**THE TASK**
Where the string "display" shows up in a line of the records, copy that line.

===

//! Loading helpers for callers that work from files
//!
//! The core never performs I/O; these helpers are the thin file-facing layer
//! used by the CLI and by integration code.

use anyhow::{Context, Result};
use std::path::Path;

use crate::rules::TagRule;

/// Read a device configuration file into memory.
///
/// # Errors
/// Returns an error when the file cannot be read.
pub fn load_device_config(path: impl AsRef<Path>) -> Result<String> {
    let path = path.as_ref();
    std::fs::read_to_string(path)
        .with_context(|| format!("failed to read device config {}", path.display()))
}

/// Load and validate tag rules from a YAML file.
///
/// The expected shape is a list of rules, each with `match_rules` (a list of
/// match-rule mappings) and `apply_tags` (a list of tag names).
///
/// # Errors
/// Returns an error when the file cannot be read or does not parse as a tag
/// rule list.
pub fn load_tag_rules(path: impl AsRef<Path>) -> Result<Vec<TagRule>> {
    let path = path.as_ref();
    let raw = std::fs::read_to_string(path)
        .with_context(|| format!("failed to read tag rules {}", path.display()))?;
    serde_yaml::from_str(&raw)
        .with_context(|| format!("failed to parse tag rules {}", path.display()))
}
//! Two-sided recursive configuration diff
//!
//! `config_to_get_to` walks both trees section by section. The left pass
//! negates lines present on the device but absent from the target, skipping
//! lines an idempotent counterpart will replace; the right pass adds target
//! lines the device is missing and recurses into shared sections, applying
//! sectional-overwrite rules where an interior delta is not safe to apply.

use std::collections::{HashMap, HashSet};

use crate::error::Result;
use crate::tree::{Config, NodeId, ROOT};

impl Config {
    /// Commands needed to transition from `self` (the running config) to
    /// `target` (the generated config).
    ///
    /// # Errors
    /// Propagates negation failures from the platform driver.
    pub fn config_to_get_to(&self, target: &Config) -> Result<Config> {
        let mut delta = Config::new(self.driver().clone());
        self.config_to_get_to_into(target, &mut delta)?;
        Ok(delta)
    }

    /// As [`Config::config_to_get_to`], accumulating into a caller-provided
    /// delta tree.
    ///
    /// # Errors
    /// Propagates negation failures from the platform driver.
    pub fn config_to_get_to_into(&self, target: &Config, delta: &mut Config) -> Result<()> {
        self.diff_section(target, ROOT, ROOT, delta, ROOT)
    }

    fn diff_section(
        &self,
        target: &Config,
        self_node: NodeId,
        target_node: NodeId,
        delta: &mut Config,
        delta_node: NodeId,
    ) -> Result<()> {
        self.diff_left(target, self_node, target_node, delta, delta_node)?;
        self.diff_right(target, self_node, target_node, delta, delta_node)
    }

    /// Negate lines in `self` with no counterpart in `target`.
    fn diff_left(
        &self,
        target: &Config,
        self_node: NodeId,
        target_node: NodeId,
        delta: &mut Config,
        delta_node: NodeId,
    ) -> Result<()> {
        for &self_child in self.children(self_node) {
            let text = self.text(self_child);
            if target.child_by_text(target_node, text).is_some() {
                continue;
            }
            // an idempotent counterpart in the target will replace this line
            if self
                .driver()
                .idempotent_for(self, self_child, target, target_node)
                .is_some()
            {
                continue;
            }
            let deleted = delta.add_child(delta_node, text);
            delta.negate_node(deleted)?;
            if !self.children(self_child).is_empty() {
                let removed = self.data(self_child).index.len() + 1;
                delta.add_comment(deleted, format!("removes {removed} lines"));
            }
        }
        Ok(())
    }

    /// Add lines from `target` that `self` is missing; recurse into shared
    /// sections.
    fn diff_right(
        &self,
        target: &Config,
        self_node: NodeId,
        target_node: NodeId,
        delta: &mut Config,
        delta_node: NodeId,
    ) -> Result<()> {
        for &target_child in target.children(target_node) {
            let text = target.text(target_child).to_string();
            if let Some(self_child) = self.child_by_text(self_node, &text) {
                let subtree = delta.add_child(delta_node, &text);
                self.diff_section(target, self_child, target_child, delta, subtree)?;
                if delta.children(subtree).is_empty() {
                    delta.delete(subtree);
                } else if self.is_sectional_overwrite(self_child) {
                    overwrite_with(delta, delta_node, target, target_child, true)?;
                } else if self.is_sectional_overwrite_no_negate(self_child) {
                    overwrite_with(delta, delta_node, target, target_child, false)?;
                }
            } else {
                let new_item = delta.add_deep_copy_of(delta_node, target, target_child);
                delta.set_new_in_config(new_item, true);
                for descendant in delta.descendants(new_item) {
                    delta.set_new_in_config(descendant, true);
                }
                if !delta.children(new_item).is_empty() {
                    delta.add_comment(new_item, "new section");
                }
            }
        }
        Ok(())
    }

    fn is_sectional_overwrite(&self, node: NodeId) -> bool {
        self.driver()
            .rules()
            .sectional_overwrite
            .iter()
            .any(|rule| self.is_lineage_match(node, &rule.match_rules))
    }

    fn is_sectional_overwrite_no_negate(&self, node: NodeId) -> bool {
        self.driver()
            .rules()
            .sectional_overwrite_no_negate
            .iter()
            .any(|rule| self.is_lineage_match(node, &rule.match_rules))
    }

    /// Assign order weights from the first matching ordering rule.
    pub fn set_order_weight(&mut self) {
        let driver = self.driver().clone();
        for node in self.all_children() {
            for rule in &driver.rules().ordering {
                if self.is_lineage_match(node, &rule.match_rules) {
                    self.set_order_weight_of(node, rule.weight);
                    break;
                }
            }
        }
    }

    /// A new tree holding the configuration in `self` that is absent from
    /// `target`. Negated and defaulted lines are not considered.
    #[must_use]
    pub fn difference(&self, target: &Config) -> Config {
        let mut delta = Config::new(self.driver().clone());
        self.difference_inner(target, ROOT, ROOT, &mut delta, ROOT);
        delta
    }

    fn difference_inner(
        &self,
        target: &Config,
        self_node: NodeId,
        target_node: NodeId,
        delta: &mut Config,
        delta_node: NodeId,
    ) {
        let negation = self.driver().negation_prefix();
        for &self_child in self.children(self_node) {
            let text = self.text(self_child);
            if text.starts_with(negation) || text.starts_with("default ") {
                continue;
            }
            match target.child_by_text(target_node, text) {
                None => {
                    delta.add_deep_copy_of(delta_node, self, self_child);
                }
                Some(target_child) => {
                    let subtree = delta.add_child(delta_node, text);
                    self.difference_inner(target, self_child, target_child, delta, subtree);
                    if delta.children(subtree).is_empty() {
                        delta.delete(subtree);
                    }
                }
            }
        }
    }

    /// Best-effort projection of the tree that results from applying
    /// `change` to `self`. The quality of the prediction depends on how well
    /// the platform's idempotence and overwrite rules are tuned.
    #[must_use]
    pub fn future(&self, change: &Config) -> Config {
        let mut projection = Config::new(self.driver().clone());
        self.future_inner(change, ROOT, ROOT, &mut projection, ROOT);
        projection
    }

    fn future_inner(
        &self,
        change: &Config,
        self_node: NodeId,
        change_node: NodeId,
        projection: &mut Config,
        projection_node: NodeId,
    ) {
        let driver = self.driver().clone();
        let negation = driver.negation_prefix();

        // First classify the change: which existing lines get removed, and
        // which get replaced by an idempotent counterpart.
        let mut removed: HashSet<String> = HashSet::new();
        let mut replaced: HashMap<String, NodeId> = HashMap::new();
        for &change_child in change.children(change_node) {
            let text = change.text(change_child);
            let bare = text
                .strip_prefix(negation)
                .or_else(|| text.strip_prefix("default "));
            if let Some(bare) = bare {
                removed.insert(bare.to_string());
                continue;
            }
            if self.child_by_text(self_node, text).is_some() {
                continue;
            }
            if let Some(existing) = driver.idempotent_for(change, change_child, self, self_node) {
                replaced.insert(self.text(existing).to_string(), change_child);
            }
        }

        // Carry the existing configuration forward.
        for &self_child in self.children(self_node) {
            let text = self.text(self_child);
            if removed.contains(text) {
                continue;
            }
            if let Some(&replacement) = replaced.get(text) {
                projection.add_deep_copy_of(projection_node, change, replacement);
                continue;
            }
            if let Some(change_child) = change.child_by_text(change_node, text) {
                if change.is_sectional_overwrite(change_child)
                    || change.is_sectional_overwrite_no_negate(change_child)
                {
                    projection.add_deep_copy_of(projection_node, change, change_child);
                    continue;
                }
                let projected = projection.add_shallow_copy_of(projection_node, self, self_child);
                self.future_inner(change, self_child, change_child, projection, projected);
            } else {
                projection.add_deep_copy_of(projection_node, self, self_child);
            }
        }

        // Additions introduced by the change.
        for &change_child in change.children(change_node) {
            let text = change.text(change_child);
            if text.starts_with(negation) || text.starts_with("default ") {
                continue;
            }
            if self.child_by_text(self_node, text).is_some() {
                continue;
            }
            if replaced.values().any(|&used| used == change_child) {
                continue;
            }
            projection.add_deep_copy_of(projection_node, change, change_child);
        }
    }
}

/// Replace the interior delta of a changed section with a wholesale
/// rewrite: optionally a negation of the section, then a deep copy of the
/// desired section.
fn overwrite_with(
    delta: &mut Config,
    delta_parent: NodeId,
    target: &Config,
    target_child: NodeId,
    negate: bool,
) -> Result<()> {
    let text = target.text(target_child).to_string();
    if negate {
        delta.delete_child_by_text(delta_parent, &text);
        let deleted = delta.add_child(delta_parent, &text);
        delta.negate_node(deleted)?;
        delta.add_comment(deleted, "dropping section");
    }
    if !target.children(target_child).is_empty() {
        delta.delete_child_by_text(delta_parent, &text);
        let new_item = delta.add_deep_copy_of(delta_parent, target, target_child);
        delta.add_comment(new_item, "re-create section");
    }
    Ok(())
}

===

**EXERCISE OUTPUT**
        .with_context(|| format!("failed to read device config {}", path.display()))
        .with_context(|| format!("failed to read tag rules {}", path.display()))?;
        .with_context(|| format!("failed to parse tag rules {}", path.display()))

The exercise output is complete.